A: This medication treats pulmonary hypertension and digital ulcers.

Q: Can this active ingredient affect the liver?
A: Yes, liver damage is a risk; regular tests are needed.

Q: Is Bosentan safe for pregnant women?
A: No, it’s contraindicated; use contraception.

Q: How is this drug taken?
A: Orally as tablets, twice daily.

Q: How long is Bosentan treatment?
A: Long-term, often years, depending on condition.

Q: Can I stop Bosentan suddenly?
A: No, taper off to avoid rebound effects.

Regulatory Information for Bosentan

This medication is approved by:

U.S. Food and Drug Administration (FDA): Approved in 2001 (Tracleer) for PAH.

European Medicines Agency (EMA): Approved for PAH and digital ulcers.
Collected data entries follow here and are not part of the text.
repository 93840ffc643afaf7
use async_trait::async_trait;

use crate::core::error::Result;

/// Blob storage capability the file lifecycle depends on
///
/// Keys are opaque to the storage; the upload path derives them from file ids.
#[async_trait]
pub trait BlobStorage: Send + Sync {
    /// Store `data` under `key`, overwriting any previous blob, and return its URL
    async fn put(&self, key: &str, data: Vec<u8>, content_type: &str) -> Result<String>;

    /// Fetch a blob; `None` when the key is absent. Not on the lifecycle
    /// path; kept for reading back stored content.
    async fn get(&self, key: &str) -> Result<Option<Vec<u8>>>;

    /// Remove a blob. Deleting an absent key succeeds.
    async fn delete(&self, key: &str) -> Result<()>;
}
use axum::{
    body::Body,
    extract::{rejection::JsonRejection, FromRequest, Request},
    response::{IntoResponse, Response},
    Json,
};
use serde::de::DeserializeOwned;

use crate::core::error::AppError;

/// JSON extractor that answers malformed bodies with the `ApiResponse` envelope
pub struct AppJson<T>(pub T);

impl<T, S> FromRequest<S> for AppJson<T>
where
    T: DeserializeOwned,
    S: Send + Sync,
{
    type Rejection = AppJsonRejection;

    async fn from_request(req: Request<Body>, state: &S) -> Result<Self, Self::Rejection> {
        match Json::<T>::from_request(req, state).await {
            Ok(value) => Ok(Self(value.0)),
            Err(rejection) => Err(AppJsonRejection(rejection)),
        }
    }
}

pub struct AppJsonRejection(JsonRejection);

impl IntoResponse for AppJsonRejection {
    fn into_response(self) -> Response {
        let message = match self.0 {
            JsonRejection::JsonDataError(err) => format!("Invalid event payload: {}", err),
            JsonRejection::JsonSyntaxError(err) => format!("Invalid JSON syntax: {}", err),
            JsonRejection::MissingJsonContentType(err) => {
                format!("Missing JSON content type: {}", err)
            }
            _ => "Failed to parse JSON body".to_string(),
        };

        AppError::BadRequest(message).into_response()
    }
}
use axum::{
    extract::{Multipart, Path, State},
    http::StatusCode,
    Json,
};
use std::sync::Arc;
use tracing::debug;
use uuid::Uuid;

use crate::core::error::AppError;
use crate::features::files::dtos::{FileResponseDto, UploadFileDto};
use crate::features::files::services::FileService;
use crate::shared::types::ApiResponse;
use crate::shared::validation::extension_from_filename;

/// Upload a file
///
/// Accepts multipart/form-data with:
/// - `file`: The file to upload (required)
/// - `extension`: Declared extension (optional, defaults to the file name's extension)
///
/// The file starts out unused and is reclaimed after the expiration delay
/// unless some service publishes a `file_referenced` event for it.
#[utoipa::path(
    post,
    path = "/api/files/upload",
    tag = "files",
    request_body(
        content = UploadFileDto,
        content_type = "multipart/form-data",
        description = "File upload form with an optional declared extension",
    ),
    responses(
        (status = 201, description = "File uploaded successfully", body = ApiResponse<FileResponseDto>),
        (status = 400, description = "Unsupported extension or invalid upload"),
        (status = 413, description = "File too large"),
        (status = 502, description = "Blob storage unavailable")
    )
)]
pub async fn upload_file(
    State(service): State<Arc<FileService>>,
    mut multipart: Multipart,
) -> Result<(StatusCode, Json<ApiResponse<FileResponseDto>>), AppError> {
    let mut file_data: Option<Vec<u8>> = None;
    let mut file_name: Option<String> = None;
    let mut declared_extension: Option<String> = None;

    while let Some(field) = multipart.next_field().await.map_err(|e| {
        debug!("Failed to read multipart field: {}", e);
        AppError::BadRequest(format!("Failed to read multipart data: {}", e))
    })? {
        let field_name = field.name().unwrap_or("").to_string();

        match field_name.as_str() {
            "file" => {
                file_name = field.file_name().map(|s| s.to_string());

                let data = field.bytes().await.map_err(|e| {
                    debug!("Failed to read file bytes: {}", e);
                    AppError::BadRequest(format!("Failed to read file data: {}", e))
                })?;
                file_data = Some(data.to_vec());
            }
            "extension" => {
                let text = field.text().await.map_err(|e| {
                    AppError::BadRequest(format!("Failed to read extension field: {}", e))
                })?;
                if !text.trim().is_empty() {
                    declared_extension = Some(text);
                }
            }
            _ => {
                debug!("Ignoring unknown field: {}", field_name);
            }
        }
    }

    let file_data =
        file_data.ok_or_else(|| AppError::BadRequest("File is required".to_string()))?;

    let extension = declared_extension
        .or_else(|| {
            file_name
                .as_deref()
                .and_then(extension_from_filename)
                .map(str::to_string)
        })
        .ok_or_else(|| {
            AppError::Validation(
                "File extension is required (extension field or file name)".to_string(),
            )
        })?;

    let record = service.upload(file_data, &extension).await?;

    Ok((
        StatusCode::CREATED,
        Json(ApiResponse::success(Some(record.into()), None)),
    ))
}

/// Get a file record
#[utoipa::path(
    get,
    path = "/api/files/{id}",
    tag = "files",
    params(
        ("id" = Uuid, Path, description = "File id")
    ),
    responses(
        (status = 200, description = "File found", body = ApiResponse<FileResponseDto>),
        (status = 404, description = "File not found or already reclaimed")
    )
)]
pub async fn get_file(
    State(service): State<Arc<FileService>>,
    Path(id): Path<Uuid>,
) -> Result<Json<ApiResponse<FileResponseDto>>, AppError> {
    let record = service.get(id).await?;
    Ok(Json(ApiResponse::success(Some(record.into()), None)))
}
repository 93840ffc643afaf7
pub mod dtos;
pub mod handlers;
pub mod models;
pub mod repositories;
pub mod routes;
pub mod services;

pub use repositories::{FileRepository, PgFileRepository};
pub use routes::routes;
pub use services::FileService;
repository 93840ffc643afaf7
use axum::http::HeaderValue;
use tower_http::cors::{AllowOrigin, Any, CorsLayer};
use tower_http::request_id::{MakeRequestId, RequestId};
use tracing::Span;
use uuid::Uuid;

/// Request ID generator using UUID v7 (time-ordered)
#[derive(Clone, Copy)]
pub struct MakeRequestUuid;

impl MakeRequestId for MakeRequestUuid {
    fn make_request_id<B>(&mut self, _request: &axum::http::Request<B>) -> Option<RequestId> {
        // A hyphenated UUID is always a valid header value
        HeaderValue::from_str(&Uuid::now_v7().to_string())
            .ok()
            .map(RequestId::new)
    }
}

/// Tracing span carrying the request id, so consumer-facing ingress calls can be
/// correlated with the producer that sent them
#[derive(Clone, Debug)]
pub struct MakeSpanWithRequestId;

impl<B> tower_http::trace::MakeSpan<B> for MakeSpanWithRequestId {
    fn make_span(&mut self, request: &axum::http::Request<B>) -> Span {
        let request_id = request
            .headers()
            .get("x-request-id")
            .and_then(|v| v.to_str().ok())
            .unwrap_or("-");

        tracing::info_span!(
            "request",
            method = %request.method(),
            uri = %request.uri(),
            request_id = %request_id,
        )
    }
}

pub fn cors_layer(allowed_origins: Vec<String>) -> CorsLayer {
    let cors = CorsLayer::new().allow_methods(Any).allow_headers(Any);

    if allowed_origins.iter().any(|o| o == "*") {
        cors.allow_origin(Any)
    } else {
        let origins: Vec<HeaderValue> = allowed_origins
            .iter()
            .filter_map(|o| o.parse().ok())
            .collect();
        cors.allow_origin(AllowOrigin::list(origins))
    }
}
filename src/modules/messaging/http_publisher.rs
use async_trait::async_trait;
use reqwest::{Client, StatusCode};
use std::time::Duration;

use super::{EventPublisher, FileEvent};
use crate::core::error::{AppError, Result};

const DEFAULT_TIMEOUT_SECS: u64 = 10;

/// Publishes lifecycle events to a remote file service's ingress endpoint.
///
/// Used by reference producers that do not share the file service's database.
/// A failed publish must be retried by the caller; the ingress tolerates
/// duplicates.
pub struct HttpEventPublisher {
    http_client: Client,
    events_url: String,
}

impl HttpEventPublisher {
    /// `base_url` is the file service root, e.g. `http://files.internal:3000`
    pub fn new(base_url: &str) -> Result<Self> {
        let http_client = Client::builder()
            .timeout(Duration::from_secs(DEFAULT_TIMEOUT_SECS))
            .build()
            .map_err(|e| AppError::Internal(format!("Failed to create HTTP client: {}", e)))?;

        Ok(Self {
            http_client,
            events_url: format!("{}/api/file-events", base_url.trim_end_matches('/')),
        })
    }

    pub fn events_url(&self) -> &str {
        &self.events_url
    }
}

#[async_trait]
impl EventPublisher for HttpEventPublisher {
    async fn publish(&self, event: FileEvent) -> Result<()> {
        let response = self
            .http_client
            .post(&self.events_url)
            .json(&event)
            .send()
            .await
            .map_err(|e| {
                AppError::ExternalServiceError(format!(
                    "Failed to publish {} for file {}: {}",
                    event.kind(),
                    event.file_id(),
                    e
                ))
            })?;

        let status = response.status();
        if status.is_success() {
            tracing::debug!("Published {} for file {}", event.kind(), event.file_id());
            return Ok(());
        }

        let body = response
            .text()
            .await
            .unwrap_or_else(|_| "Unknown error".to_string());

        // A rejected payload will be rejected again; anything else may recover
        if status == StatusCode::BAD_REQUEST {
            Err(AppError::Validation(format!(
                "File service rejected {} for file {}: {}",
                event.kind(),
                event.file_id(),
                body
            )))
        } else {
            Err(AppError::ExternalServiceError(format!(
                "File service answered {} to {} for file {}: {}",
                status,
                event.kind(),
                event.file_id(),
                body
            )))
        }
    }
}
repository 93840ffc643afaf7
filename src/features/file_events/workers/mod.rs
mod consumer_worker;

pub use consumer_worker::{spawn_consumers, ConsumerWorker, Settlement};
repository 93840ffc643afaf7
use chrono::{DateTime, Utc};
use sqlx::FromRow;
use uuid::Uuid;

use super::FileKind;

/// Database model for a file record
///
/// A row exists only while its blob exists. `used` goes false -> true at most
/// once and is never reset; the row is removed either by the deletion consumer
/// (any state) or by the garbage collector (only while unused).
#[derive(Debug, Clone, PartialEq, Eq, FromRow)]
pub struct FileRecord {
    pub id: Uuid,
    pub kind: FileKind,
    pub storage_key: String,
    pub url: String,
    pub used: bool,
    pub created_at: DateTime<Utc>,
}

/// Data for inserting a new (unused) file record
#[derive(Debug, Clone)]
pub struct CreateFileRecord {
    pub id: Uuid,
    pub kind: FileKind,
    pub storage_key: String,
    pub url: String,
}
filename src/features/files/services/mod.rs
mod file_service;

pub use file_service::FileService;
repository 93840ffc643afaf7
pub mod config;
pub mod database;
pub mod error;
pub mod extractor;
pub mod middleware;
pub mod openapi;
use std::sync::Arc;
use std::time::Duration;
use tokio::sync::watch;
use tokio::task::JoinHandle;

use crate::core::config::LifecycleConfig;
use crate::core::error::Result;
use crate::features::file_events::consumers::FileEventHandler;
use crate::modules::messaging::{Delivery, MessageSource, ReleaseOutcome};

/// How one delivery was settled with the queue
#[derive(Debug, Clone, Copy, PartialEq, Eq)]
pub enum Settlement {
    Acked,
    Released,
    DeadLettered,
    /// The settle call itself failed; the lease expiry will redeliver
    Unsettled,
}

/// Background worker draining one event kind into one handler
///
/// Several workers may serve the same kind; the queue leases each message to
/// one of them at a time. A message is never abandoned mid-handler: shutdown is
/// only observed between batches.
pub struct ConsumerWorker {
    handler: Arc<dyn FileEventHandler>,
    source: Arc<dyn MessageSource>,
    batch_size: i64,
    visibility_timeout: Duration,
    poll_interval: Duration,
    worker_index: usize,
}

impl ConsumerWorker {
    pub fn new(
        handler: Arc<dyn FileEventHandler>,
        source: Arc<dyn MessageSource>,
        config: &LifecycleConfig,
        worker_index: usize,
    ) -> Self {
        Self {
            handler,
            source,
            batch_size: config.batch_size,
            visibility_timeout: config.visibility_timeout,
            poll_interval: config.poll_interval,
            worker_index,
        }
    }

    /// Run until `shutdown` flips to true
    pub async fn run(&self, mut shutdown: watch::Receiver<bool>) {
        tracing::info!(
            "Starting {} consumer worker #{} for {} events",
            self.handler.name(),
            self.worker_index,
            self.handler.kind()
        );

        loop {
            if *shutdown.borrow() {
                break;
            }

            let processed = match self.process_batch().await {
                Ok(n) => n,
                Err(e) => {
                    tracing::error!(
                        "Error polling {} events for {} consumer: {:?}",
                        self.handler.kind(),
                        self.handler.name(),
                        e
                    );
                    0
                }
            };

            // Keep draining while there is work; back off when the queue is idle
            if processed == 0 {
                tokio::select! {
                    _ = tokio::time::sleep(self.poll_interval) => {}
                    _ = shutdown.changed() => {}
                }
            }
        }

        tracing::info!(
            "{} consumer worker #{} stopped",
            self.handler.name(),
            self.worker_index
        );
    }

    /// Lease and process one batch; returns how many messages were leased
    pub async fn process_batch(&self) -> Result<usize> {
        let deliveries = self
            .source
            .receive(self.handler.kind(), self.batch_size, self.visibility_timeout)
            .await?;

        if deliveries.is_empty() {
            return Ok(0);
        }

        tracing::debug!(
            "{} consumer leased {} messages",
            self.handler.name(),
            deliveries.len()
        );

        for delivery in &deliveries {
            self.process_delivery(delivery).await;
        }

        Ok(deliveries.len())
    }

    async fn process_delivery(&self, delivery: &Delivery) -> Settlement {
        let file_id = delivery.event.file_id();

        match self.handler.handle(delivery).await {
            Ok(outcome) => {
                tracing::info!(
                    "{} consumer: file {} -> {} (message {}, attempt {})",
                    self.handler.name(),
                    file_id,
                    outcome,
                    delivery.id,
                    delivery.attempts
                );
                self.ack(delivery).await
            }
            Err(e) if e.is_transient() => {
                tracing::warn!(
                    "{} consumer failed on file {} (message {}, attempt {}): {}",
                    self.handler.name(),
                    file_id,
                    delivery.id,
                    delivery.attempts,
                    e
                );
                match self.source.release(delivery, &e.to_string()).await {
                    Ok(ReleaseOutcome::Retrying { after }) => {
                        tracing::debug!("Message {} retrying in {:?}", delivery.id, after);
                        Settlement::Released
                    }
                    Ok(ReleaseOutcome::DeadLettered) => {
                        tracing::error!(
                            "Message {} for file {} dead-lettered after {} attempts: {}",
                            delivery.id,
                            file_id,
                            delivery.attempts,
                            e
                        );
                        Settlement::DeadLettered
                    }
                    Err(release_err) => {
                        tracing::error!(
                            "Failed to release message {}: {:?}",
                            delivery.id,
                            release_err
                        );
                        Settlement::Unsettled
                    }
                }
            }
            Err(e) => {
                // Retrying cannot change the answer
                tracing::warn!(
                    "{} consumer dropping message {} for file {}: {}",
                    self.handler.name(),
                    delivery.id,
                    file_id,
                    e
                );
                self.ack(delivery).await
            }
        }
    }

    async fn ack(&self, delivery: &Delivery) -> Settlement {
        match self.source.ack(delivery).await {
            Ok(()) => Settlement::Acked,
            Err(e) => {
                // Harmless: the handler is idempotent and will see it again
                tracing::warn!("Failed to acknowledge message {}: {:?}", delivery.id, e);
                Settlement::Unsettled
            }
        }
    }
}

/// Spawn `workers_per_consumer` workers for every handler
pub fn spawn_consumers(
    handlers: Vec<Arc<dyn FileEventHandler>>,
    source: Arc<dyn MessageSource>,
    config: &LifecycleConfig,
    shutdown: watch::Receiver<bool>,
) -> Vec<JoinHandle<()>> {
    let mut tasks = Vec::with_capacity(handlers.len() * config.workers_per_consumer);

    for handler in handlers {
        for worker_index in 0..config.workers_per_consumer {
            let worker =
                ConsumerWorker::new(Arc::clone(&handler), Arc::clone(&source), config, worker_index);
            let shutdown = shutdown.clone();
            tasks.push(tokio::spawn(async move {
                worker.run(shutdown).await;
            }));
        }
    }

    tasks
}
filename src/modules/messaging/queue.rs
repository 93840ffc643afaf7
use async_trait::async_trait;
use chrono::{DateTime, Utc};
use std::time::Duration;
use uuid::Uuid;

use super::{FileEvent, FileEventKind};
use crate::core::error::Result;

/// Upper bound on the redelivery backoff
const MAX_RETRY_DELAY: Duration = Duration::from_secs(60 * 60);

/// Publish an event for at-least-once delivery as soon as possible.
///
/// This is the whole contract a reference producer needs.
#[async_trait]
pub trait EventPublisher: Send + Sync {
    async fn publish(&self, event: FileEvent) -> Result<()>;
}

/// Schedule an event for delivery no earlier than `deliver_at`
#[async_trait]
pub trait DelayedScheduler: Send + Sync {
    async fn schedule(&self, event: FileEvent, deliver_at: DateTime<Utc>) -> Result<()>;
}

/// A leased message handed to a consumer
#[derive(Debug, Clone, PartialEq, Eq)]
pub struct Delivery {
    pub id: Uuid,
    pub event: FileEvent,
    /// Delivery count including this one
    pub attempts: i32,
}

/// What happened to a message handed back with [`MessageSource::release`]
#[derive(Debug, Clone, Copy, PartialEq, Eq)]
pub enum ReleaseOutcome {
    /// Visible again after the given delay
    Retrying { after: Duration },
    /// Attempts exhausted; parked for an operator
    DeadLettered,
}

/// Consumer side of the queue.
///
/// A received message stays invisible to other consumers for the visibility
/// timeout. If it is neither acknowledged nor released in time it is delivered
/// again, which is the recovery path for a consumer that crashed mid-message.
#[async_trait]
pub trait MessageSource: Send + Sync {
    async fn receive(
        &self,
        kind: FileEventKind,
        batch_size: i64,
        visibility_timeout: Duration,
    ) -> Result<Vec<Delivery>>;

    /// Remove a processed message
    async fn ack(&self, delivery: &Delivery) -> Result<()>;

    /// Hand a failed message back for redelivery
    async fn release(&self, delivery: &Delivery, error: &str) -> Result<ReleaseOutcome>;
}

/// Exponential redelivery backoff: `base * 2^(attempts - 1)`, capped at one hour
pub fn retry_delay(base: Duration, attempts: i32) -> Duration {
    let exponent = attempts.saturating_sub(1).clamp(0, 16) as u32;
    base.saturating_mul(1u32 << exponent).min(MAX_RETRY_DELAY)
}
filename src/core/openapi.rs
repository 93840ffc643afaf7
use utoipa::{Modify, OpenApi};

use crate::features::file_events::{dtos as file_events_dtos, handlers as file_events_handlers};
use crate::features::files::models::FileKind;
use crate::features::files::{dtos as files_dtos, handlers as files_handlers};
use crate::shared::types::ApiResponse;

#[derive(OpenApi)]
#[openapi(
    paths(
        // Files
        files_handlers::upload_file,
        files_handlers::get_file,
        // File events (reference producers)
        file_events_handlers::publish_event,
        file_events_handlers::publish_events_batch,
    ),
    components(
        schemas(
            // Files
            FileKind,
            files_dtos::UploadFileDto,
            files_dtos::FileResponseDto,
            ApiResponse<files_dtos::FileResponseDto>,
            // File events
            file_events_dtos::PublishFileEventDto,
            file_events_dtos::PublishFileEventsBatchDto,
            file_events_dtos::AcceptedEventsDto,
            ApiResponse<file_events_dtos::AcceptedEventsDto>,
        )
    ),
    tags(
        (name = "files", description = "File upload and lookup"),
        (name = "file-events", description = "Reference events published by services that hold file ids"),
    ),
    info(
        title = "File Lifecycle API",
        version = "0.1.0",
        description = "Uploads start unused and are reclaimed unless referenced",
    )
)]
pub struct ApiDoc;

/// Modifier to override OpenAPI info from config
pub struct SwaggerInfoModifier {
    pub title: String,
    pub version: String,
    pub description: String,
}

impl Modify for SwaggerInfoModifier {
    fn modify(&self, openapi: &mut utoipa::openapi::OpenApi) {
        openapi.info.title = self.title.clone();
        openapi.info.version = self.version.clone();
        openapi.info.description = Some(self.description.clone());
    }
}
use serde::{Deserialize, Serialize};
use utoipa::ToSchema;

/// Envelope every JSON endpoint answers with
#[derive(Debug, Serialize, Deserialize, ToSchema)]
pub struct ApiResponse<T> {
    pub success: bool,
    pub data: Option<T>,
    pub message: Option<String>,
    pub errors: Option<Vec<String>>,
}

impl<T> ApiResponse<T> {
    pub fn success(data: Option<T>, message: Option<String>) -> Self {
        Self {
            success: true,
            data,
            message,
            errors: None,
        }
    }

    pub fn error(message: Option<String>, errors: Option<Vec<String>>) -> ApiResponse<()> {
        ApiResponse {
            success: false,
            data: None,
            message,
            errors,
        }
    }
}
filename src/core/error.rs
use axum::{
    http::StatusCode,
    response::{IntoResponse, Response},
    Json,
};
use thiserror::Error;

use crate::shared::types::ApiResponse;

#[derive(Debug, Error)]
pub enum AppError {
    #[error("Database error: {0}")]
    Database(#[from] sqlx::Error),

    #[error("Not found: {0}")]
    NotFound(String),

    #[error("Validation error: {0}")]
    Validation(String),

    #[error("Bad request: {0}")]
    BadRequest(String),

    #[error("Internal server error: {0}")]
    Internal(String),

    #[error("External service error: {0}")]
    ExternalServiceError(String),
}

impl AppError {
    /// Whether retrying the same operation later can succeed.
    ///
    /// Consumers leave transient failures unacknowledged so the queue redelivers
    /// them; everything else is scoped to the one message and acknowledged.
    pub fn is_transient(&self) -> bool {
        matches!(
            self,
            AppError::Database(_) | AppError::ExternalServiceError(_) | AppError::Internal(_)
        )
    }
}

impl IntoResponse for AppError {
    fn into_response(self) -> Response {
        let (status, message, errors) = match self {
            AppError::Database(ref e) => {
                tracing::error!("Database error: {:?}", e);
                (
                    StatusCode::INTERNAL_SERVER_ERROR,
                    "Database error occurred".to_string(),
                    None,
                )
            }
            AppError::NotFound(ref msg) => (StatusCode::NOT_FOUND, msg.clone(), None),
            AppError::Validation(ref msg) => (
                StatusCode::BAD_REQUEST,
                msg.clone(),
                Some(vec![msg.clone()]),
            ),
            AppError::BadRequest(ref msg) => (StatusCode::BAD_REQUEST, msg.clone(), None),
            AppError::Internal(ref msg) => {
                tracing::error!("Internal error: {}", msg);
                (
                    StatusCode::INTERNAL_SERVER_ERROR,
                    "Internal server error".to_string(),
                    None,
                )
            }
            AppError::ExternalServiceError(ref msg) => {
                tracing::error!("External service error: {}", msg);
                (StatusCode::BAD_GATEWAY, msg.clone(), None)
            }
        };

        let body = Json(ApiResponse::<()>::error(Some(message), errors));

        (status, body).into_response()
    }
}

pub type Result<T> = std::result::Result<T, AppError>;

#[cfg(test)]
mod tests {
    use super::*;

    #[test]
    fn test_transient_classification() {
        assert!(AppError::ExternalServiceError("minio down".into()).is_transient());
        assert!(AppError::Database(sqlx::Error::PoolTimedOut).is_transient());
        assert!(!AppError::Validation("bad extension".into()).is_transient());
        assert!(!AppError::NotFound("file".into()).is_transient());
    }

    #[test]
    fn test_validation_maps_to_bad_request() {
        let response = AppError::Validation("unsupported extension 'exe'".into()).into_response();
        assert_eq!(response.status(), StatusCode::BAD_REQUEST);
    }

    #[test]
    fn test_storage_failure_maps_to_bad_gateway() {
        let response = AppError::ExternalServiceError("put failed".into()).into_response();
        assert_eq!(response.status(), StatusCode::BAD_GATEWAY);
    }
}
Other Agencies: Approved globally for pulmonary hypertension; consult local guidelines.

References

1. U.S. Food and Drug Administration (FDA). (2023). Tracleer (Bosentan) Prescribing Information.
   • Official FDA documentation detailing the drug’s approved uses, dosage, and safety.
2. European Medicines Agency (EMA). (2023). Bosentan Summary of Product Characteristics.
   • EMA’s comprehensive information on the medication’s indications and precautions in Europe.
3. National Institutes of Health (NIH). (2023). Bosentan: MedlinePlus Drug Information.
   • NIH resource providing detailed information on the drug’s uses, side effects, and precautions.
4. World Health Organization (WHO). (2023). WHO Model List of Essential Medicines: Bosentan.
   • WHO’s consideration of Bosentan for PAH.
5. European Respiratory Journal. (2022). Bosentan in Pulmonary Hypertension.
   • Peer-reviewed article on Bosentan efficacy (note: access may require a subscription).